“It’s okay boy, you’re home.”
Based on the 1903 classic novel by Jack London, Ford stars as John Thornton in the memorable adventure The Call of the Wild during the 1890s Klondike Gold Rush. John befriends a special dog named Buck (half St. Bernard and half Scotch shepherd) on this amazing life journey. Special effects and stellar environments impress and ensure this story will continue for generations. Filmmakers also alter the characters a bit and provide more character background for John as compared to the original novel.
Ford’s screen presence, voice delivery, and physical talents more than match the demands of the plot. His additional narration fits the rugged, frontier situations perfectly. Not many other actors could pull off this role. Ford is still doing stuntwork at the age of 77 with the next Indiana Jones film on the way.
Omar Sy (The Intouchables) and Cara Gee (Expanse) impress almost as much as Ford as Perrault (who is French) and Françoise (she is Tlingit (pronounced “klinkit”)). They portray dog team leaders who deliver mail to the community. See if you can guess who the dog team was modeled after. 🙂
Dan Stevens (Beauty and the Beast) is the relentless antagonist Hal. Good casting, but his performance is a little over-the-top. Karen Gillan is notable as Hal’s sister, but her role isn’t big enough (and left with an open-ended fate) for her considerable talents. Colin Woodell plays her husband Charles and Bradley Whitford makes a great Judge Miller in the beginning.
Characters often reflect the viewer’s perspective as you can’t help but pause and enjoy the awe-inspiring scenery. The film provides a showcase to nature’s wonders with a narrative that provides enough detail to accurately depict life in the wilderness during this time.
Director Chris Sanders (The Croods, Lilo & Stitch) makes his live-action debut with solid one hour and 40-minute plot adaptation written by Michael Green (Logan, Blade Runner 2049). Green also served as an executive producer.

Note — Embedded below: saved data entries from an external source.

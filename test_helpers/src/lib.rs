//! Test helpers shared across crates in the workspace.
//!
//! This crate currently provides [`figment::Jail`] plumbing for tests that
//! load locale settings from files and environment variables.

pub mod figment;
//! In-memory translation table.

use std::collections::{HashMap, HashSet};

use super::{PathTranslator, TranslationError};
use crate::Locale;

/// Translation backend holding explicit `(locale, path) → translated path`
/// entries.
///
/// Scoped entries take precedence over unscoped ones for the same locale
/// and path. Passthrough locales return the template unchanged when no
/// entry matches; every other miss is reported as
/// [`TranslationError::Missing`].
///
/// # Examples
///
/// ```rust
/// use route_locales::{Locale, PathTranslator, StaticTranslator};
///
/// let table = StaticTranslator::new()
///     .with_translation("fr", "/about", "/a-propos")
///     .with_passthrough("en");
/// assert_eq!(table.translate("/about", &Locale::new("fr"), None).as_deref(), Ok("/a-propos"));
/// assert_eq!(table.translate("/about", &Locale::new("en"), None).as_deref(), Ok("/about"));
/// assert!(table.translate("/about", &Locale::new("de"), None).is_err());
/// ```
#[derive(Debug, Clone, Default)]
pub struct StaticTranslator {
    entries: HashMap<EntryKey, String>,
    passthrough: HashSet<Locale>,
}

#[derive(Debug, Clone, PartialEq, Eq, Hash)]
struct EntryKey {
    locale: Locale,
    scope: Option<String>,
    path: String,
}

impl StaticTranslator {
    /// Creates an empty table.
    #[must_use]
    pub fn new() -> Self {
        Self::default()
    }

    /// Adds an unscoped translation.
    #[must_use]
    pub fn with_translation(
        mut self,
        locale: impl Into<Locale>,
        path: impl Into<String>,
        translated: impl Into<String>,
    ) -> Self {
        self.insert(locale, None, path, translated);
        self
    }

    /// Adds a translation that only applies within `scope`.
    #[must_use]
    pub fn with_scoped_translation(
        mut self,
        scope: impl Into<String>,
        locale: impl Into<Locale>,
        path: impl Into<String>,
        translated: impl Into<String>,
    ) -> Self {
        self.insert(locale, Some(scope.into()), path, translated);
        self
    }

    /// Keeps templates unchanged for `locale` when no entry matches.
    #[must_use]
    pub fn with_passthrough(mut self, locale: impl Into<Locale>) -> Self {
        self.passthrough.insert(locale.into());
        self
    }

    /// Adds or replaces an entry.
    pub fn insert(
        &mut self,
        locale: impl Into<Locale>,
        scope: Option<String>,
        path: impl Into<String>,
        translated: impl Into<String>,
    ) {
        self.entries.insert(
            EntryKey {
                locale: locale.into(),
                scope,
                path: path.into(),
            },
            translated.into(),
        );
    }

    fn entry(&self, path: &str, locale: &Locale, scope: Option<&str>) -> Option<&String> {
        let key = EntryKey {
            locale: locale.clone(),
            scope: scope.map(str::to_owned),
            path: path.to_owned(),
        };
        if let Some(found) = self.entries.get(&key) {
            return Some(found);
        }
        if key.scope.is_none() {
            return None;
        }
        self.entries.get(&EntryKey { scope: None, ..key })
    }
}

impl PathTranslator for StaticTranslator {
    fn translate(
        &self,
        path: &str,
        locale: &Locale,
        scope: Option<&str>,
    ) -> Result<String, TranslationError> {
        if let Some(translated) = self.entry(path, locale, scope) {
            return Ok(translated.clone());
        }
        if self.passthrough.contains(locale) {
            return Ok(path.to_owned());
        }
        Err(TranslationError::Missing {
            locale: locale.clone(),
            key: path.to_owned(),
        })
    }
}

Dangerous stuntwork was one of the reasons filmmakers took a computer-animated approach when producing the animals. The environments are incredible and create the perfect backdrop. The special effects distract a bit from the nature but these amazing backgrounds provide some balance. Audiences get a true sense of this pioneer life and it’s a memorable experience.
Experience prevails again with composer John Powell who previously worked with Sanders on How to Train Your Dragon and has provided the musical score over 50 films.
Recommended (*** out of four stars) and rated PG for some violence, peril, thematic elements and mild language. The Call of the Wild is the first film to feature the rebranded logo of 20th Century Studios logo (previously known as 20th Century Fox before Disney acquired the company).